### About this exercise
Faithfully repeat all of the records, as they are written below.

### Data for analysis
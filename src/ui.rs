use colored::Colorize;

/// Print a progress line for a step that is about to run.
pub fn status_message(message: &str) {
    println!("{} {}", "⏳".yellow(), message.bright_white());
}

/// Print a completion line for a finished step.
pub fn success_message(message: &str) {
    println!("{} {}", "✅".green(), message.green());
}

/// Print a non-fatal warning line.
pub fn warning_message(message: &str) {
    println!("{} {}", "⚠️ ".yellow(), message.yellow());
}

/// Print a simple informational message.
pub fn info_message(message: &str) {
    println!("{} {}", "ℹ️ ".blue(), message.blue());
}

/// Print a header separating logical sections of output.
pub fn section_header(title: &str) {
    println!("\n{}", format!("==== {} ====", title).cyan().bold());
}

### Response for this exercise
filename src/ui.rs
use colored::Colorize;

/// Print a progress line for a step that is about to run.
pub fn status_message(message: &str) {
    println!("{} {}", "⏳".yellow(), message.bright_white());
}

/// Print a completion line for a finished step.
pub fn success_message(message: &str) {
    println!("{} {}", "✅".green(), message.green());
}

/// Print a non-fatal warning line.
pub fn warning_message(message: &str) {
    println!("{} {}", "⚠️ ".yellow(), message.yellow());
}

/// Print a simple informational message.
pub fn info_message(message: &str) {
    println!("{} {}", "ℹ️ ".blue(), message.blue());
}

/// Print a header separating logical sections of output.
pub fn section_header(title: &str) {
    println!("\n{}", format!("==== {} ====", title).cyan().bold());
}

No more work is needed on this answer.